Google Inc (NASDAQ:GOOG) has reported better than expected Q3 financial results today.  Ads selling on and their other websites has increased 22% year-over-year.  This is impressive considering that this rate was below 20% over the last four quarters.  Unfortunately, the price that advertisers pay each time someone clicks on an ad has decreased for the 8th quarter in a row.  It fell 8% from the same period last year because mobile ads cost less than desktop ads.  Google has reported Q3 revenues at $14.89 billion, which is up 12% from a year ago.  The company’s net revenue (excluding payments to ad partners) was $11.92 billion, which is up from $11.33 billion during the same period last year. 

Google’s net income rose to $2.97 billion ($8.75 per share) from $2.18 billion ($6.53 per share).  Google’s third quarter profit was $10.74 per share (excluding the cost of stock options).  Analysts were expecting revenues of $14.82 billion and earnings at $10.35 per share (excluding stock option costs). Google’s shares increased over 6% in after-hours trading. 

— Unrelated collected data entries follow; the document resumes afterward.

//! PDF object serialization.
//!
//! Objects are written in one compact form only: single spaces between
//! tokens, dictionary keys in sorted order. Two equal object graphs always
//! produce equal bytes.

use crate::object::{Object, ObjectRef};
use std::collections::HashMap;
use std::io::{self, Write};

/// Writes [`Object`]s in PDF syntax (ISO 32000-1 §7.3).
#[derive(Debug, Clone, Copy, Default)]
pub struct ObjectSerializer;

impl ObjectSerializer {
    /// Create a serializer.
    pub fn new() -> Self {
        Self
    }

    /// Write `{id} 0 obj\n{object}\nendobj\n`.
    ///
    /// Every object this crate emits is generation 0.
    pub fn write_indirect<W: Write>(&self, w: &mut W, id: u32, obj: &Object) -> io::Result<()> {
        writeln!(w, "{} 0 obj", id)?;
        self.write(w, obj)?;
        w.write_all(b"\nendobj\n")
    }

    /// Write a direct object.
    pub fn write<W: Write>(&self, w: &mut W, obj: &Object) -> io::Result<()> {
        match obj {
            Object::Null => w.write_all(b"null"),
            Object::Boolean(true) => w.write_all(b"true"),
            Object::Boolean(false) => w.write_all(b"false"),
            Object::Integer(i) => write!(w, "{}", i),
            Object::Real(r) => write_real(w, *r),
            Object::String(s) => write_string(w, s),
            Object::Name(n) => write_name(w, n),
            Object::Array(items) => {
                w.write_all(b"[")?;
                for (i, item) in items.iter().enumerate() {
                    if i > 0 {
                        w.write_all(b" ")?;
                    }
                    self.write(w, item)?;
                }
                w.write_all(b"]")
            },
            Object::Dictionary(dict) => self.write_dict(w, dict, None),
            Object::Stream { dict, data } => {
                let length = (!dict.contains_key("Length")).then_some(data.len());
                self.write_dict(w, dict, length)?;
                w.write_all(b"\nstream\n")?;
                w.write_all(data)?;
                w.write_all(b"\nendstream")
            },
            Object::Reference(r) => write!(w, "{}", r),
        }
    }

    /// `<< /A 1 /B 2 >>`, with an optional `/Length` merged in key order.
    fn write_dict<W: Write>(
        &self,
        w: &mut W,
        dict: &HashMap<String, Object>,
        length: Option<usize>,
    ) -> io::Result<()> {
        let length = length.map(|n| Object::Integer(n as i64));
        let mut entries: Vec<(&str, &Object)> =
            dict.iter().map(|(k, v)| (k.as_str(), v)).collect();
        if let Some(length) = &length {
            entries.push(("Length", length));
        }
        entries.sort_by_key(|(k, _)| *k);

        w.write_all(b"<<")?;
        for (key, value) in &entries {
            w.write_all(b" ")?;
            write_name(w, key)?;
            w.write_all(b" ")?;
            self.write(w, value)?;
        }
        if !entries.is_empty() {
            w.write_all(b" ")?;
        }
        w.write_all(b">>")
    }
}

/// Integers print bare; other values keep at most five decimals.
fn write_real<W: Write>(w: &mut W, value: f64) -> io::Result<()> {
    if value.fract() == 0.0 {
        return write!(w, "{}", value as i64);
    }
    let formatted = format!("{:.5}", value);
    w.write_all(formatted.trim_end_matches('0').trim_end_matches('.').as_bytes())
}

/// Literal `( )` string when printable, hex `< >` otherwise.
fn write_string<W: Write>(w: &mut W, data: &[u8]) -> io::Result<()> {
    let printable = data
        .iter()
        .all(|&b| matches!(b, b'\n' | b'\r' | b'\t' | 0x20..=0x7E));
    if !printable {
        w.write_all(b"<")?;
        for byte in data {
            write!(w, "{:02X}", byte)?;
        }
        return w.write_all(b">");
    }

    w.write_all(b"(")?;
    for &byte in data {
        let escaped: &[u8] = match byte {
            b'(' => b"\\(",
            b')' => b"\\)",
            b'\\' => b"\\\\",
            b'\n' => b"\\n",
            b'\r' => b"\\r",
            b'\t' => b"\\t",
            _ => {
                w.write_all(&[byte])?;
                continue;
            },
        };
        w.write_all(escaped)?;
    }
    w.write_all(b")")
}

/// `/Name`, with delimiters, whitespace and non-ASCII bytes as `#xx`.
fn write_name<W: Write>(w: &mut W, name: &str) -> io::Result<()> {
    w.write_all(b"/")?;
    for byte in name.bytes() {
        let regular = byte.is_ascii_graphic()
            && !matches!(byte, b'#' | b'%' | b'(' | b')' | b'/' | b'<' | b'>' | b'[' | b']' | b'{' | b'}');
        if regular {
            w.write_all(&[byte])?;
        } else {
            write!(w, "#{:02X}", byte)?;
        }
    }
    Ok(())
}

/// Constructors for the objects the document writer assembles.
impl ObjectSerializer {
    /// `/s`
    pub fn name(s: &str) -> Object {
        Object::Name(s.to_string())
    }

    /// Literal string from UTF-8 text.
    pub fn string(s: &str) -> Object {
        Object::String(s.as_bytes().to_vec())
    }

    /// Integer object.
    pub fn integer(i: i64) -> Object {
        Object::Integer(i)
    }

    /// Dictionary from `(key, value)` pairs.
    pub fn dict(entries: Vec<(&str, Object)>) -> Object {
        Object::Dictionary(entries.into_iter().map(|(k, v)| (k.to_string(), v)).collect())
    }

    /// Indirect reference `id 0 R`.
    pub fn reference(id: u32) -> Object {
        Object::Reference(ObjectRef::new(id, 0))
    }

    /// `[0 0 width height]`
    pub fn media_box(width: f32, height: f32) -> Object {
        Object::Array(vec![
            Object::Integer(0),
            Object::Integer(0),
            Object::Real(width as f64),
            Object::Real(height as f64),
        ])
    }
}
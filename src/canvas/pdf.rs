//! PDF-backed drawing surface.

use super::{Shape, StrokeStyle, Surface, TextMetrics, TextOptions, TextStyle};
use crate::error::{Error, Result};
use crate::writer::{
    Color, ContentStreamBuilder, ExtGStateBuilder, PageBuilder, PageSize, PdfWriter,
    PdfWriterConfig,
};

/// Surface that draws into a [`PdfWriter`].
///
/// Every page has the same size and draws always land on the most recent
/// page. Drawing before the first [`add_page`](Surface::add_page) opens a
/// page implicitly.
pub struct PdfCanvas {
    writer: PdfWriter,
    width: f32,
    height: f32,
    metrics: TextMetrics,
}

impl PdfCanvas {
    /// Create an empty canvas.
    pub fn new(page_size: PageSize, config: PdfWriterConfig) -> Self {
        let (width, height) = page_size.dimensions();
        Self {
            writer: PdfWriter::with_config(config),
            width,
            height,
            metrics: TextMetrics::new(),
        }
    }

    /// Serialize the document.
    ///
    /// Any failure, including I/O while assembling the buffer, is reported
    /// as [`Error::Render`].
    pub fn finish(self) -> Result<Vec<u8>> {
        self.writer.finish().map_err(|e| match e {
            Error::Render(_) => e,
            other => Error::Render(other.to_string()),
        })
    }

    fn page(&mut self) -> PageBuilder<'_> {
        self.writer.current_page(self.width, self.height)
    }

    /// Append path operators for `shape` to the current page.
    fn path(&mut self, shape: &Shape) {
        let height = self.height;
        trace(self.page().content(), shape, height);
    }
}

/// Emit the path for `shape`, flipping top-left coordinates into PDF user
/// space for a page `height` points tall.
fn trace(builder: &mut ContentStreamBuilder, shape: &Shape, height: f32) {
    let flip = |y: f32| height - y;
    match shape {
        Shape::Rect {
            x,
            y,
            width,
            height,
        } => {
            builder.rect(*x, flip(y + height), *width, *height);
        },
        Shape::RoundedRect {
            x,
            y,
            width,
            height,
            radius,
        } => {
            builder.rounded_rect(*x, flip(y + height), *width, *height, *radius);
        },
        Shape::Circle { cx, cy, radius } => {
            builder.circle(*cx, flip(*cy), *radius);
        },
        Shape::Polygon(points) => {
            let flipped: Vec<(f32, f32)> = points.iter().map(|(x, y)| (*x, flip(*y))).collect();
            builder.polygon(&flipped);
        },
        Shape::Line { from, to } => {
            builder.move_to(from.0, flip(from.1)).line_to(to.0, flip(to.1));
        },
    }
}

impl Surface for PdfCanvas {
    fn page_size(&self) -> (f32, f32) {
        (self.width, self.height)
    }

    fn page_count(&self) -> usize {
        self.writer.page_count()
    }

    fn add_page(&mut self) {
        let index = self.writer.add_page(self.width, self.height).index();
        log::trace!("opened page {}", index + 1);
    }

    fn save_state(&mut self) {
        self.page().content().save_state();
    }

    fn restore_state(&mut self) {
        self.page().content().restore_state();
    }

    fn fill(&mut self, shape: &Shape, color: Color) {
        self.page().content().fill_color(color);
        self.path(shape);
        self.page().content().fill();
    }

    fn stroke(&mut self, shape: &Shape, style: &StrokeStyle) {
        {
            let mut page = self.page();
            if style.opacity < 1.0 {
                page.set_ext_gstate(ExtGStateBuilder::new().stroke_alpha(style.opacity));
            }
            page.content().stroke_color(style.color).set_line_width(style.width);
        }
        self.path(shape);
        self.page().content().stroke();
    }

    fn draw_text(
        &mut self,
        text: &str,
        x: f32,
        y: f32,
        style: &TextStyle,
        options: &TextOptions,
    ) -> f32 {
        let block = self.metrics.layout(text, x, self.width, style, options);
        let height = self.height;

        let mut page = self.page();
        page.content().save_state().fill_color(style.color);
        page.set_font(style.face.base_font(), style.size);
        for line in block.lines.iter().filter(|l| !l.text.is_empty()) {
            let baseline = height - (y + line.top + block.ascent);
            page.content().text(&line.text, line.x, baseline);
        }
        page.content().restore_state();

        block.height
    }

    fn measure_text(&self, text: &str, x: f32, style: &TextStyle, options: &TextOptions) -> f32 {
        self.metrics.layout(text, x, self.width, style, options).height
    }

    fn line_height(&self, style: &TextStyle, include_gap: bool) -> f32 {
        self.metrics.line_height(style, include_gap)
    }
}

#[cfg(test)]
mod tests {
    use super::*;
    use crate::canvas::FontFace;

    fn canvas() -> PdfCanvas {
        PdfCanvas::new(PageSize::A4, PdfWriterConfig::default())
    }

    fn render(canvas: PdfCanvas) -> String {
        String::from_utf8_lossy(&canvas.finish().unwrap()).to_string()
    }

    #[test]
    fn test_rect_is_flipped() {
        let mut c = canvas();
        c.add_page();
        c.fill(&Shape::rect(0.0, 0.0, 595.0, 60.0), Color::black());
        let pdf = render(c);
        assert!(pdf.contains("0 782 595 60 re"));
    }

    #[test]
    fn test_polygon_is_flipped() {
        let mut c = canvas();
        c.fill(&Shape::Polygon(vec![(435.0, 0.0), (595.0, 0.0), (595.0, 160.0)]), Color::white());
        let pdf = render(c);
        assert!(pdf.contains("435 842 m\n595 842 l\n595 682 l\nh\nf"));
    }

    #[test]
    fn test_drawing_opens_first_page() {
        let mut c = canvas();
        assert_eq!(c.page_count(), 0);
        c.fill(&Shape::circle(10.0, 10.0, 5.0), Color::black());
        assert_eq!(c.page_count(), 1);
    }

    #[test]
    fn test_text_baseline_and_scope() {
        let mut c = canvas();
        c.add_page();
        let style = TextStyle::new(FontFace::Bold, 10.0, Color::white());
        let h = c.draw_text("GICLUB", 40.0, 100.0, &style, &TextOptions::new());
        assert!((h - c.line_height(&style, true)).abs() < 0.001);

        let pdf = render(c);
        // baseline = 842 - (100 + 7.18)
        assert!(pdf.contains("1 0 0 1 40 734.82 Tm"));
        assert!(pdf.contains("q\n1 1 1 rg\n/F1 10 Tf\nBT\n"));
        assert!(pdf.contains("ET\nQ"));
    }

    #[test]
    fn test_stroke_opacity_uses_ext_gstate() {
        let mut c = canvas();
        {
            let mut s = c.scoped();
            s.stroke(
                &Shape::line((40.0, 300.0), (555.0, 300.0)),
                &StrokeStyle::new(Color::white(), 1.0).with_opacity(0.4),
            );
        }
        let pdf = render(c);
        assert!(pdf.contains("/GS1 gs"));
        assert!(pdf.contains("40 542 m\n555 542 l\nS"));
    }

    #[test]
    fn test_measure_matches_draw() {
        let mut c = canvas();
        let style = TextStyle::new(FontFace::Regular, 9.0, Color::black());
        let opts = TextOptions::new().width(120.0).line_gap(2.0);
        let text = "Every level you unlock adds a deeper layer of income from your team.";
        let measured = c.measure_text(text, 50.0, &style, &opts);
        let drawn = c.draw_text(text, 50.0, 50.0, &style, &opts);
        assert_eq!(measured, drawn);
    }

    #[test]
    fn test_unbalanced_restore_fails_finish() {
        let mut c = canvas();
        c.restore_state();
        assert!(c.finish().unwrap_err().is_render());
    }
}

Google had a $248 million operating loss at Motorola Mobility despite cutting a lot of costs there.  Motorola introduced the Moto X and there were a lot of costs associated with the launch of that device. 

Google reigns supreme as the leader in online advertising since they earned 41% of all digital ad revenues and 53% of mobile ad revenues, according to data compiled by eMarketer.

Google CEO Larry Page said that this would be his last conference call for a while. This is due to his paralyzed vocal chords, known as a condition called Hashimoto’s Thyroiditis. This causes him to have a hard time talking due to benign inflammation. It is common for CEOs to avoid earnings calls. Steve Jobs did not handle Apple’s earnings calls and Jeff Bezos does not handle Amazon’s calls.